» **REQUIRED WORK**
Up to and including the line with "impl<const D: usize> std::ops::Mul<f64>", please set down the entries below exactly, starting from the first line.

** EXTRACTED MATERIAL follows **

//! Vector type for displacements and gradients.

use nalgebra::SVector;
use serde::{Deserialize, Serialize};

/// A vector in D-dimensional space.
///
/// Used for displacements, image gradients and per-axis quantities such as
/// spacing.
#[derive(Debug, Clone, Copy, PartialEq, Serialize, Deserialize)]
pub struct Vector<const D: usize>(pub SVector<f64, D>);

impl<const D: usize> Vector<D> {
    /// Create a new vector from components.
    pub fn new(components: [f64; D]) -> Self {
        Self(SVector::from(components))
    }

    /// Create a zero vector.
    pub fn zeros() -> Self {
        Self(SVector::zeros())
    }

    /// Build a vector by evaluating `f` for every component.
    pub fn from_fn(mut f: impl FnMut(usize) -> f64) -> Self {
        Self::new(std::array::from_fn(|i| f(i)))
    }

    /// Components as a fixed-size array.
    pub fn to_array(&self) -> [f64; D] {
        std::array::from_fn(|i| self.0[i])
    }

    /// Dot product.
    pub fn dot(&self, other: &Self) -> f64 {
        self.0.dot(&other.0)
    }

    /// Euclidean norm.
    pub fn norm(&self) -> f64 {
        self.0.norm()
    }

    /// Get the inner nalgebra vector.
    pub fn inner(&self) -> &SVector<f64, D> {
        &self.0
    }
}

impl<const D: usize> std::ops::Index<usize> for Vector<D> {
    type Output = f64;

    fn index(&self, index: usize) -> &Self::Output {
        &self.0[index]
    }
}

impl<const D: usize> std::ops::IndexMut<usize> for Vector<D> {
    fn index_mut(&mut self, index: usize) -> &mut Self::Output {
        &mut self.0[index]
    }
}

impl<const D: usize> std::ops::Add for Vector<D> {
    type Output = Self;

    fn add(self, other: Self) -> Self::Output {
        Self(self.0 + other.0)
    }
}

impl<const D: usize> std::ops::Sub for Vector<D> {
    type Output = Self;

    fn sub(self, other: Self) -> Self::Output {
        Self(self.0 - other.0)
    }
}

impl<const D: usize> std::ops::Mul<f64> for Vector<D> {
    type Output = Self;

    fn mul(self, scalar: f64) -> Self::Output {
        Self(self.0 * scalar)
    }
}

impl<const D: usize> std::ops::Div<f64> for Vector<D> {
    type Output = Self;

    fn div(self, scalar: f64) -> Self::Output {
        Self(self.0 / scalar)
    }
}

impl<const D: usize> std::ops::Neg for Vector<D> {
    type Output = Self;

    fn neg(self) -> Self::Output {
        Self(-self.0)
    }
}
//! Dimension-recursive evaluation of tensor-product B-spline transforms.
//!
//! Every operation walks the `(order + 1)^dim` control-point neighbourhood of
//! a point depth first. The outermost loop runs over the last axis and the
//! innermost over axis 0, so leaves are visited in x-fastest order. Jacobian
//! columns and non-zero parameter indices come out in that order.
//!
//! Weight tables are laid out axis-major: the weight of the `k`-th support
//! point along `axis` lives at `weights[k + axis * (order + 1)]`.
//!
//! Nothing here validates memory ranges. Callers check that the support
//! region lies inside the coefficient grid before calling.

use crate::kernel::MAX_SPLINE_ORDER;

/// Highest space dimension the evaluator recurses over.
pub const MAX_SPACE_DIMENSION: usize = 4;

/// Stateless evaluator for one `(space dimension, spline order, output dimension)`.
#[derive(Debug, Clone, Copy, PartialEq, Eq)]
pub struct RecursiveTransformEvaluator {
    space_dimension: usize,
    spline_order: usize,
    output_dimension: usize,
}

impl RecursiveTransformEvaluator {
    /// # Panics
    /// If the space dimension exceeds [`MAX_SPACE_DIMENSION`] or the order
    /// exceeds [`MAX_SPLINE_ORDER`].
    pub fn new(space_dimension: usize, spline_order: usize, output_dimension: usize) -> Self {
        assert!(
            space_dimension <= MAX_SPACE_DIMENSION,
            "Space dimension {space_dimension} exceeds {MAX_SPACE_DIMENSION}"
        );
        assert!(
            spline_order <= MAX_SPLINE_ORDER,
            "Spline order {spline_order} exceeds {MAX_SPLINE_ORDER}"
        );
        Self {
            space_dimension,
            spline_order,
            output_dimension,
        }
    }

    pub fn space_dimension(&self) -> usize {
        self.space_dimension
    }

    pub fn spline_order(&self) -> usize {
        self.spline_order
    }

    pub fn output_dimension(&self) -> usize {
        self.output_dimension
    }

    /// Number of control points influencing one location, `(order + 1)^dim`.
    pub fn support_size(&self) -> usize {
        (self.spline_order + 1).pow(self.space_dimension as u32)
    }

    /// Length of the weight tables this evaluator reads.
    pub fn weights_len(&self) -> usize {
        (self.spline_order + 1) * self.space_dimension
    }

    /// Interpolate one coordinate per output dimension using a step table.
    ///
    /// `coefficients[j]` holds the coefficients of output dimension `j` and
    /// `base` is the offset of the first support point. `steps[k + axis *
    /// (order + 1)]` is the offset of the `k`-th support point along `axis`
    /// relative to the enclosing level.
    pub fn transform_point(
        &self,
        coefficients: &[&[f64]],
        base: usize,
        steps: &[usize],
        weights: &[f64],
        out: &mut [f64],
    ) {
        for (j, value) in out.iter_mut().enumerate().take(self.output_dimension) {
            *value = self.point_with_steps(self.space_dimension, coefficients[j], base, steps, weights);
        }
    }

    /// Interpolate one coordinate per output dimension using per-axis grid strides.
    ///
    /// `offsets[axis]` is the coefficient stride of `axis`.
    pub fn transform_point_with_offsets(
        &self,
        coefficients: &[&[f64]],
        base: usize,
        offsets: &[usize],
        weights: &[f64],
        out: &mut [f64],
    ) {
        for (j, value) in out.iter_mut().enumerate().take(self.output_dimension) {
            *value = self.point_with_offsets(self.space_dimension, coefficients[j], base, offsets, weights);
        }
    }

    /// Product of the per-axis weights for every support point, in visiting order.
    ///
    /// Returns the number of entries written, `support_size()`.
    pub fn jacobian_values(&self, weights: &[f64], out: &mut [f64]) -> usize {
        let mut cursor = 0;
        self.visit_leaves(self.space_dimension, weights, 1.0, &mut |value| {
            out[cursor] = value;
            cursor += 1;
        });
        cursor
    }

    /// Block-diagonal Jacobian of the output with respect to the local parameters.
    ///
    /// `out` is row-major with `output_dimension` rows and
    /// `support_size() * output_dimension` columns. Row `j` carries the
    /// support weights in columns `j * N .. (j + 1) * N` and zeros
    /// elsewhere, `N` being the support size.
    pub fn jacobian(&self, weights: &[f64], out: &mut [f64]) {
        let n = self.support_size();
        let out_dim = self.output_dimension;
        out[..out_dim * n * out_dim].fill(0.0);
        let mut cursor = 0;
        self.visit_leaves(self.space_dimension, weights, 1.0, &mut |value| {
            for j in 0..out_dim {
                out[cursor + j * n * (out_dim + 1)] = value;
            }
            cursor += 1;
        });
    }

    /// Jacobian contracted with an image gradient.
    ///
    /// Writes `out[c + j * N] = weight(c) * gradient[j]`, the derivative of
    /// `gradient · T(x)` with respect to the parameter at non-zero index
    /// `c + j * N`.
    pub fn jacobian_gradient_product(&self, weights: &[f64], gradient: &[f64], out: &mut [f64]) {
        let n = self.support_size();
        let out_dim = self.output_dimension;
        let mut cursor = 0;
        self.visit_leaves(self.space_dimension, weights, 1.0, &mut |value| {
            for j in 0..out_dim {
                out[cursor + j * n] = value * gradient[j];
            }
            cursor += 1;
        });
    }

    /// Global parameter indices of the support region starting at `current_index`.
    ///
    /// Writes `support_size() * output_dimension` indices: entry `c + j * N`
    /// is the `c`-th grid index shifted into the parameter block of output
    /// dimension `j`.
    pub fn nonzero_jacobian_indices(
        &self,
        parameters_per_dimension: usize,
        current_index: usize,
        offsets: &[usize],
        out: &mut [usize],
    ) {
        let n = self.support_size();
        let out_dim = self.output_dimension;
        let mut cursor = 0;
        self.visit_indices(self.space_dimension, current_index, offsets, &mut |index| {
            for j in 0..out_dim {
                out[cursor + j * n] = index + j * parameters_per_dimension;
            }
            cursor += 1;
        });
    }

    /// Transformed value and spatial derivatives in a single pass.
    ///
    /// `out` has `output_dimension * (space_dimension + 1)` entries laid out
    /// as `out[j + output_dimension * n]`: column `n = 0` is the
    /// interpolated value and column `n >= 1` the derivative with respect to
    /// axis `n - 1` in grid units.
    pub fn spatial_jacobian(
        &self,
        coefficients: &[&[f64]],
        base: usize,
        offsets: &[usize],
        weights: &[f64],
        derivative_weights: &[f64],
        out: &mut [f64],
    ) {
        let out_dim = self.output_dimension;
        let columns = self.space_dimension + 1;
        let mut column = [0.0; MAX_SPACE_DIMENSION + 1];
        for j in 0..out_dim {
            self.spatial_column(
                self.space_dimension,
                coefficients[j],
                base,
                offsets,
                weights,
                derivative_weights,
                &mut column[..columns],
            );
            for n in 0..columns {
                out[j + out_dim * n] = column[n];
            }
        }
    }

    fn weight_index(&self, dim: usize, k: usize) -> usize {
        k + (dim - 1) * (self.spline_order + 1)
    }

    fn point_with_steps(&self, dim: usize, coefficients: &[f64], offset: usize, steps: &[usize], weights: &[f64]) -> f64 {
        if dim == 0 {
            return coefficients[offset];
        }
        let mut coord = 0.0;
        for k in 0..=self.spline_order {
            let w = self.weight_index(dim, k);
            coord += self.point_with_steps(dim - 1, coefficients, offset + steps[w], steps, weights) * weights[w];
        }
        coord
    }

    fn point_with_offsets(&self, dim: usize, coefficients: &[f64], offset: usize, offsets: &[usize], weights: &[f64]) -> f64 {
        if dim == 0 {
            return coefficients[offset];
        }
        let stride = offsets[dim - 1];
        let mut coord = 0.0;
        let mut current = offset;
        for k in 0..=self.spline_order {
            coord += self.point_with_offsets(dim - 1, coefficients, current, offsets, weights)
                * weights[self.weight_index(dim, k)];
            current += stride;
        }
        coord
    }

    fn visit_leaves(&self, dim: usize, weights: &[f64], value: f64, leaf: &mut impl FnMut(f64)) {
        if dim == 0 {
            leaf(value);
            return;
        }
        for k in 0..=self.spline_order {
            self.visit_leaves(dim - 1, weights, value * weights[self.weight_index(dim, k)], leaf);
        }
    }

    fn visit_indices(&self, dim: usize, current: usize, offsets: &[usize], leaf: &mut impl FnMut(usize)) {
        if dim == 0 {
            leaf(current);
            return;
        }
        let stride = offsets[dim - 1];
        let mut index = current;
        for _ in 0..=self.spline_order {
            self.visit_indices(dim - 1, index, offsets, leaf);
            index += stride;
        }
    }

    #[allow(clippy::too_many_arguments)]
    fn spatial_column(
        &self,
        dim: usize,
        coefficients: &[f64],
        offset: usize,
        offsets: &[usize],
        weights: &[f64],
        derivative_weights: &[f64],
        out: &mut [f64],
    ) {
        if dim == 0 {
            out[0] = coefficients[offset];
            return;
        }
        out[..=dim].fill(0.0);
        let stride = offsets[dim - 1];
        let mut current = offset;
        let mut sub = [0.0; MAX_SPACE_DIMENSION + 1];
        for k in 0..=self.spline_order {
            self.spatial_column(dim - 1, coefficients, current, offsets, weights, derivative_weights, &mut sub[..dim]);
            let w = self.weight_index(dim, k);
            for n in 0..dim {
                out[n] += sub[n] * weights[w];
            }
            out[dim] += sub[0] * derivative_weights[w];
            current += stride;
        }
    }
}
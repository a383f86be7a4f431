//! Nearest neighbor interpolation implementation.

use std::sync::Arc;
use crate::image::ImageBuffer;
use crate::spatial::Point;
use super::trait_::Interpolator;

/// Nearest Neighbor Interpolator.
///
/// Rounds the continuous index to the closest pixel, clamped into the buffer.
#[derive(Debug, Clone)]
pub struct NearestNeighborInterpolator<const D: usize> {
    image: Arc<ImageBuffer<D>>,
}

impl<const D: usize> NearestNeighborInterpolator<D> {
    pub fn new(image: Arc<ImageBuffer<D>>) -> Self {
        Self { image }
    }
}

impl<const D: usize> Interpolator<D> for NearestNeighborInterpolator<D> {
    fn image(&self) -> &ImageBuffer<D> {
        &self.image
    }

    fn evaluate(&self, point: &Point<D>) -> f64 {
        let index = self.image.physical_point_to_continuous_index(point);
        let rounded: [isize; D] = std::array::from_fn(|i| index[i].round() as isize);
        self.image.value_clamped(&rounded)
    }
}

** End of EXTRACTED MATERIAL **

» **TASK SOLUTION**
//! Vector type for displacements and gradients.

use nalgebra::SVector;
use serde::{Deserialize, Serialize};

/// A vector in D-dimensional space.
///
/// Used for displacements, image gradients and per-axis quantities such as
/// spacing.
#[derive(Debug, Clone, Copy, PartialEq, Serialize, Deserialize)]
pub struct Vector<const D: usize>(pub SVector<f64, D>);

impl<const D: usize> Vector<D> {
    /// Create a new vector from components.
    pub fn new(components: [f64; D]) -> Self {
        Self(SVector::from(components))
    }

    /// Create a zero vector.
    pub fn zeros() -> Self {
        Self(SVector::zeros())
    }

    /// Build a vector by evaluating `f` for every component.
    pub fn from_fn(mut f: impl FnMut(usize) -> f64) -> Self {
        Self::new(std::array::from_fn(|i| f(i)))
    }

    /// Components as a fixed-size array.
    pub fn to_array(&self) -> [f64; D] {
        std::array::from_fn(|i| self.0[i])
    }

    /// Dot product.
    pub fn dot(&self, other: &Self) -> f64 {
        self.0.dot(&other.0)
    }

    /// Euclidean norm.
    pub fn norm(&self) -> f64 {
        self.0.norm()
    }

    /// Get the inner nalgebra vector.
    pub fn inner(&self) -> &SVector<f64, D> {
        &self.0
    }
}

impl<const D: usize> std::ops::Index<usize> for Vector<D> {
    type Output = f64;

    fn index(&self, index: usize) -> &Self::Output {
        &self.0[index]
    }
}

impl<const D: usize> std::ops::IndexMut<usize> for Vector<D> {
    fn index_mut(&mut self, index: usize) -> &mut Self::Output {
        &mut self.0[index]
    }
}

impl<const D: usize> std::ops::Add for Vector<D> {
    type Output = Self;

    fn add(self, other: Self) -> Self::Output {
        Self(self.0 + other.0)
    }
}

impl<const D: usize> std::ops::Sub for Vector<D> {
    type Output = Self;

    fn sub(self, other: Self) -> Self::Output {
        Self(self.0 - other.0)
    }
}

impl<const D: usize> std::ops::Mul<f64> for Vector<D> {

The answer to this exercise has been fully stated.